### Task brief
Reproduce exactly, and nothing but, the lines between the one with "pub fn carrier_consistent(&self)" and the end of the entries, both ends included.

####################

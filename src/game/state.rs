//! Game State Definitions
//!
//! All authoritative state for one round of Zoneball. The engine owns every
//! player, the ball, and both zones exclusively; the network layer only ever
//! sees this state between ticks. Uses BTreeMap so player iteration order is
//! stable and ties resolve deterministically.

use std::collections::BTreeMap;

use crate::core::vec2::Vec2;
use crate::game::court::{BLUE_ZONE_POSITION, COURT, RED_ZONE_POSITION};
use crate::game::input::InputState;

// =============================================================================
// PLAYER ID
// =============================================================================

/// Unique player identifier.
///
/// Allocated from a monotonic counter at connect time, never reused within a
/// process run. Implements Ord for deterministic BTreeMap ordering and for
/// ball-acquisition tie-breaks.
#[derive(Clone, Copy, Debug, Default, PartialEq, Eq, PartialOrd, Ord, Hash)]
pub struct PlayerId(pub u32);

impl std::fmt::Display for PlayerId {
    fn fmt(&self, f: &mut std::fmt::Formatter<'_>) -> std::fmt::Result {
        write!(f, "player#{}", self.0)
    }
}

// =============================================================================
// TEAM
// =============================================================================

/// Which zone a player defends.
#[derive(Clone, Copy, Debug, Default, PartialEq, Eq)]
#[repr(u8)]
pub enum Team {
    /// Blue team, defending the lower-left zone.
    #[default]
    Blue = 0,
    /// Red team, defending the upper-right zone.
    Red = 1,
}

impl Team {
    /// Spawn point for this team (the center of its own zone).
    #[inline]
    pub fn spawn_position(self) -> Vec2 {
        match self {
            Team::Blue => BLUE_ZONE_POSITION,
            Team::Red => RED_ZONE_POSITION,
        }
    }

    /// Wire encoding of the team byte.
    #[inline]
    pub fn as_byte(self) -> u8 {
        self as u8
    }

    /// Decode a wire team byte; nonzero means red.
    #[inline]
    pub fn from_byte(byte: u8) -> Self {
        if byte != 0 {
            Team::Red
        } else {
            Team::Blue
        }
    }
}

// =============================================================================
// PLAYER STATE
// =============================================================================

/// State of a single connected player.
#[derive(Clone, Debug)]
pub struct PlayerState {
    /// Current position, always inside the court inset by half the footprint.
    pub position: Vec2,

    /// Displacement applied on the most recent tick. Orients the ball-carry
    /// offset and serves as a shot-direction fallback.
    pub last_move: Vec2,

    /// Team, fixed at connect time.
    pub team: Team,

    /// Seconds of stun remaining; immobile and cannot acquire while > 0.
    pub stunned_remaining: f32,

    /// True only for the tick in which a stun began; consumed when that
    /// player's next snapshot is sent.
    pub just_stunned: bool,

    /// Whether this player currently carries the ball. Mirrors
    /// `Ball::carrier`; the engine keeps the two in lockstep.
    pub has_ball: bool,

    /// Seconds space has been held while carrying.
    pub pass_charge: f32,

    /// Grace period after shooting during which this player cannot
    /// re-acquire the ball.
    pub shoot_ghosting_remaining: f32,

    /// Most recent raw input flags received from this connection.
    pub input: InputState,
}

impl PlayerState {
    /// Create a freshly connected player at its team spawn.
    pub fn new(team: Team) -> Self {
        Self {
            position: team.spawn_position(),
            last_move: Vec2::ZERO,
            team,
            stunned_remaining: 0.0,
            just_stunned: false,
            has_ball: false,
            pass_charge: 0.0,
            shoot_ghosting_remaining: 0.0,
            input: InputState::idle(),
        }
    }

    /// Whether the player is currently stunned.
    #[inline]
    pub fn is_stunned(&self) -> bool {
        self.stunned_remaining > 0.0
    }

    /// Clear per-round transient fields and return to the team spawn.
    /// Input flags persist; held keys stay held across a round reset.
    fn reset_for_round(&mut self) {
        self.position = self.team.spawn_position();
        self.last_move = Vec2::ZERO;
        self.stunned_remaining = 0.0;
        self.just_stunned = false;
        self.has_ball = false;
        self.pass_charge = 0.0;
        self.shoot_ghosting_remaining = 0.0;
    }
}

// =============================================================================
// BALL
// =============================================================================

/// The singleton ball.
#[derive(Clone, Debug)]
pub struct Ball {
    /// Current position.
    pub position: Vec2,

    /// Free-flight velocity; meaningful only while uncarried.
    pub velocity: Vec2,

    /// Current carrier, as a roster key. Never a reference: removing a
    /// player can never leave this dangling, only stale, and the engine
    /// clears it on disconnect.
    pub carrier: Option<PlayerId>,

    /// Smoothed carry offset from the previous tick.
    pub last_offset: Vec2,

    /// Displacement the ball made on the most recent carried tick.
    pub last_move: Vec2,
}

impl Ball {
    /// Ball centered in the court, at rest, uncarried.
    fn centered() -> Self {
        Self {
            position: COURT * 0.5,
            velocity: Vec2::ZERO,
            carrier: None,
            last_offset: Vec2::ZERO,
            last_move: Vec2::ZERO,
        }
    }
}

// =============================================================================
// GAME STATE
// =============================================================================

/// Complete authoritative state of the arena.
#[derive(Clone, Debug)]
pub struct GameState {
    /// All connected players, iterated in PlayerId order.
    pub players: BTreeMap<PlayerId, PlayerState>,

    /// The ball.
    pub ball: Ball,

    /// Red zone health in [0, 1]; scales the zone's collidable footprint.
    pub red_zone_health: f32,

    /// Blue zone health in [0, 1].
    pub blue_zone_health: f32,

    /// Seconds until the round resets. Zero means the round is active;
    /// while positive no physics runs except this countdown.
    pub cooldown: f32,

    /// Next PlayerId to hand out.
    next_player_id: u32,
}

impl Default for GameState {
    fn default() -> Self {
        Self::new()
    }
}

impl GameState {
    /// Create the initial round layout with an empty roster.
    pub fn new() -> Self {
        Self {
            players: BTreeMap::new(),
            ball: Ball::centered(),
            red_zone_health: 1.0,
            blue_zone_health: 1.0,
            cooldown: 0.0,
            next_player_id: 0,
        }
    }

    /// Reset everything but the roster to the initial round layout.
    ///
    /// Ball recentered and stopped, zones back to full health, every
    /// player's transient state cleared and position back at its spawn.
    pub fn reset_round(&mut self) {
        self.ball = Ball::centered();
        self.red_zone_health = 1.0;
        self.blue_zone_health = 1.0;
        self.cooldown = 0.0;

        for player in self.players.values_mut() {
            player.reset_for_round();
        }
    }

    /// Add a player on connection-open, assigning it to the smaller team.
    /// Ties favor blue.
    pub fn connect(&mut self) -> PlayerId {
        let reds = self
            .players
            .values()
            .filter(|p| p.team == Team::Red)
            .count();
        let blues = self.players.len() - reds;

        let team = if reds < blues { Team::Red } else { Team::Blue };

        let id = PlayerId(self.next_player_id);
        self.next_player_id += 1;
        self.players.insert(id, PlayerState::new(team));
        id
    }

    /// Remove a player on connection-close.
    ///
    /// If it carried the ball, the ball is dropped in place with zero
    /// velocity. Unknown ids are ignored (close can race a violation kick).
    pub fn disconnect(&mut self, id: PlayerId) {
        if self.players.remove(&id).is_none() {
            return;
        }
        if self.ball.carrier == Some(id) {
            self.ball.carrier = None;
            self.ball.velocity = Vec2::ZERO;
        }
    }

    /// Overwrite a player's held-key flags with freshly received input.
    pub fn apply_input(&mut self, id: PlayerId, input: InputState) {
        if let Some(player) = self.players.get_mut(&id) {
            player.input = input;
        }
    }

    /// The current carrier's state, if any.
    pub fn carrier(&self) -> Option<&PlayerState> {
        self.ball.carrier.and_then(|id| self.players.get(&id))
    }

    /// Whether the round is waiting out its end-of-round cooldown.
    #[inline]
    pub fn round_over(&self) -> bool {
        self.cooldown > 0.0
    }

    /// Players on a given team.
    pub fn team_size(&self, team: Team) -> usize {
        self.players.values().filter(|p| p.team == team).count()
    }

    /// Carrier/has_ball agreement, checked from tests and debug assertions.
    pub fn carrier_consistent(&self) -> bool {
        let flagged = self.players.values().filter(|p| p.has_ball).count();
        match self.ball.carrier {
            Some(id) => {
                flagged == 1 && self.players.get(&id).map(|p| p.has_ball) == Some(true)
            }
            None => flagged == 0,
        }
    }
}

// =============================================================================
// TESTS
// =============================================================================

####################

### Solution
    pub fn carrier_consistent(&self) -> bool {
        let flagged = self.players.values().filter(|p| p.has_ball).count();
        match self.ball.carrier {
            Some(id) => {
                flagged == 1 && self.players.get(&id).map(|p| p.has_ball) == Some(true)
            }
            None => flagged == 0,
        }
    }
}

// =============================================================================
// TESTS
// =============================================================================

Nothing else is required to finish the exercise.